Drive already mounted at /content/drive; to attempt to forcibly remount, call drive.mount("/content/drive", force_remount=True).


In [34]:
# In the working dir you should have the following files (from imSitu dataset):
# train.json
# dev.json
# test.json
# imsitu_space.json
working_dir = '/content/drive/My Drive/deep_learning_project/imSitu/'

In [35]:
def fix_articles(sentence):
    # Define a regex pattern to capture the articles "a" or "an" followed by a word
    pattern = r'\b(a|an)\s+([a-zA-Z]+)'

    # Function to check if a word starts with a vowel sound
    def correct_article(match):
        article = match.group(1)
        word = match.group(2)

        # List of vowel sounds
        vowels = 'aeiouAEIOU'

        # Determine if the word starts with a vowel
        if word[0] in vowels:
            # If the article is "a" but it should be "an"
            if article == 'a':
                return 'an ' + word
        else:
            # If the article is "an" but it should be "a"
            if article == 'an':
                return 'a ' + word

        # Return the original article and word if no correction is needed
        return article + ' ' + word

    # Use the sub function to replace incorrect "a"/"an" with the correct one
    corrected_sentence = re.sub(pattern, correct_article, sentence)

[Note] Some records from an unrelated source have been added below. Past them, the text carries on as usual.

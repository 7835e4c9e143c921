//! Sticker classification against the reference palette
//!
//! [`ColorDetector`] owns the palettes and the extractor and is the value a
//! scan loop holds on to. It is constructed once at startup and passed to
//! whatever drives scanning and calibration.

pub mod lookup;
pub mod matcher;
pub mod shared;

pub use lookup::ExactColorLookup;
pub use matcher::{ClassificationResult, Match, MatchFailure, PerceptualColorMatcher};
pub use shared::SharedColorDetector;

use log::{debug, warn};

use crate::calibration::{DisplayPalette, ReferencePalette};
use crate::color::{CubeColor, DominantColorExtractor, Extraction, Region};
use crate::config::{PaletteEntries, ScanConfig};
use crate::constants::cube;
use crate::notation::NotationLetter;
use crate::{Color, Result, ScanError};

/// What happened to one sticker region during classification
///
/// The letter is always available so a scan can go on, while
/// [`StickerReading::is_failure`] tells the caller the sticker should be
/// rescanned.
#[derive(Debug, Clone, PartialEq)]
pub struct StickerReading {
    /// Dominant color extraction outcome
    pub extraction: Extraction,
    /// Match of the extracted color, or of the placeholder
    pub classification: Match,
}

impl StickerReading {
    pub fn letter(&self) -> NotationLetter {
        self.classification.name().into()
    }

    /// Whether extraction or matching fell back instead of succeeding
    pub fn is_failure(&self) -> bool {
        !self.extraction.is_dominant() || self.classification.is_failure()
    }
}

/// Classifies sticker regions and applies calibration
#[derive(Debug, Clone)]
pub struct ColorDetector {
    reference: ReferencePalette,
    display: DisplayPalette,
    extractor: DominantColorExtractor,
    matcher: PerceptualColorMatcher,
}

impl ColorDetector {
    /// Create a detector from configuration
    ///
    /// Falls back to the built-in reference palette when the configured one is
    /// missing or malformed.
    pub fn new(config: &ScanConfig) -> Self {
        Self::with_parts(
            ReferencePalette::initialize(config.cube_palette.as_ref()),
            DominantColorExtractor::from_config(&config.extraction),
        )
    }

    /// Create a detector from an explicit palette and extractor
    pub fn with_parts(reference: ReferencePalette, extractor: DominantColorExtractor) -> Self {
        Self {
            reference,
            display: DisplayPalette::default(),
            extractor,
            matcher: PerceptualColorMatcher::new(),
        }
    }

    pub fn reference_palette(&self) -> &ReferencePalette {
        &self.reference
    }

    pub fn display_palette(&self) -> &DisplayPalette {
        &self.display
    }

    /// Dominant color of a sticker region
    pub fn dominant_color<R: AsRef<[Color]>>(&self, region: &[R]) -> Extraction {
        self.extractor.extract(region)
    }

    /// Closest reference color to a sample
    pub fn closest(&self, sample: Color) -> Match {
        self.matcher.closest(sample, &self.reference)
    }

    /// Display color for a previously classified sample, or the placeholder
    pub fn prominent_color(&self, sample: Color) -> Color {
        ExactColorLookup::exact_match(sample, &self.reference, &self.display)
    }

    /// Notation letter for a sample
    pub fn notation(&self, sample: Color) -> NotationLetter {
        self.closest(sample).name().into()
    }

    /// Extract and match one sticker region, keeping both outcomes
    ///
    /// A region that yields no color is matched as the placeholder, so the
    /// reading still carries a letter.
    pub fn read_region<R: AsRef<[Color]>>(&self, region: &[R]) -> StickerReading {
        let extraction = self.dominant_color(region);
        if !extraction.is_dominant() {
            warn!("sticker region yielded no color: {:?}", extraction);
        }
        let classification = self.closest(extraction.color());
        StickerReading {
            extraction,
            classification,
        }
    }

    /// Notation letter for a sticker region
    pub fn classify_region<R: AsRef<[Color]>>(&self, region: &[R]) -> NotationLetter {
        self.read_region(region).letter()
    }

    /// Readings for the nine stickers of one face, row-major
    ///
    /// # Errors
    ///
    /// Returns `ScanError::InvalidFace` if `regions` does not hold exactly nine
    /// regions.
    pub fn read_face(&self, regions: &[Region]) -> Result<Vec<StickerReading>> {
        if regions.len() != cube::STICKERS_PER_FACE {
            return Err(ScanError::InvalidFace {
                reason: format!(
                    "expected {} sticker regions, got {}",
                    cube::STICKERS_PER_FACE,
                    regions.len()
                ),
            });
        }

        let readings: Vec<StickerReading> = regions
            .iter()
            .map(|region| self.read_region(region.as_slice()))
            .collect();
        debug!(
            "face classified as {} ({} failed)",
            readings.iter().map(|r| r.letter().as_char()).collect::<String>(),
            readings.iter().filter(|r| r.is_failure()).count()
        );
        Ok(readings)
    }

    /// Notation letters for the nine stickers of one face, row-major
    ///
    /// Use [`ColorDetector::read_face`] to find out which stickers fell back.
    ///
    /// # Errors
    ///
    /// Returns `ScanError::InvalidFace` if `regions` does not hold exactly nine
    /// regions.
    pub fn classify_face(&self, regions: &[Region]) -> Result<[NotationLetter; 9]> {
        let readings = self.read_face(regions)?;
        let mut letters = [NotationLetter::Front; 9];
        for (letter, reading) in letters.iter_mut().zip(&readings) {
            *letter = reading.letter();
        }
        Ok(letters)
    }

    /// Replace the reference color of one cube color
    pub fn calibrate(&mut self, face: CubeColor, color: Color) {
        self.reference.calibrate([(face, color)]);
    }

    /// Calibrate a face from its sticker region
    ///
    /// Returns the extraction outcome. The palette is only written when a
    /// dominant color was actually extracted.
    pub fn calibrate_region<R: AsRef<[Color]>>(&mut self, face: CubeColor, region: &[R]) -> Extraction {
        let extraction = self.dominant_color(region);
        match extraction {
            Extraction::Dominant(color) => self.calibrate(face, color),
            _ => warn!("calibration of {} skipped: {:?}", face, extraction),
        }
        extraction
    }

    /// Replace reference colors from unvalidated name/value pairs
    ///
    /// # Errors
    ///
    /// Returns `ScanError` if a name or value is invalid; the palette is then
    /// left unchanged.
    pub fn calibrate_entries(&mut self, updates: &PaletteEntries) -> Result<()> {
        self.reference.calibrate_entries(updates)
    }
}

impl Default for ColorDetector {
    fn default() -> Self {
        Self::new(&ScanConfig::default())
    }
}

    return corrected_sentence

In [36]:
with open(working_dir + 'imsitu_space.json', 'r') as file:
    # Load the content of the file into a dictionary
    imsitu_space_dict = json.load(file)
with open(working_dir + 'train.json') as file:
  imsitu_train_dict = json.load(file)
with open(working_dir + 'dev.json') as file:
  imsitu_dev_dict = json.load(file)
with open(working_dir + 'test.json') as file:
  imsitu_test_dict = json.load(file)
imsitu_dataset_dict = {**imsitu_train_dict, **imsitu_dev_dict, **imsitu_test_dict}
del imsitu_train_dict, imsitu_dev_dict, imsitu_test_dict

In [None]:
df_sorted = pd.DataFrame(columns=["file_name", "text"])
os.makedirs(f"{working_dir}data/", exist_ok=True)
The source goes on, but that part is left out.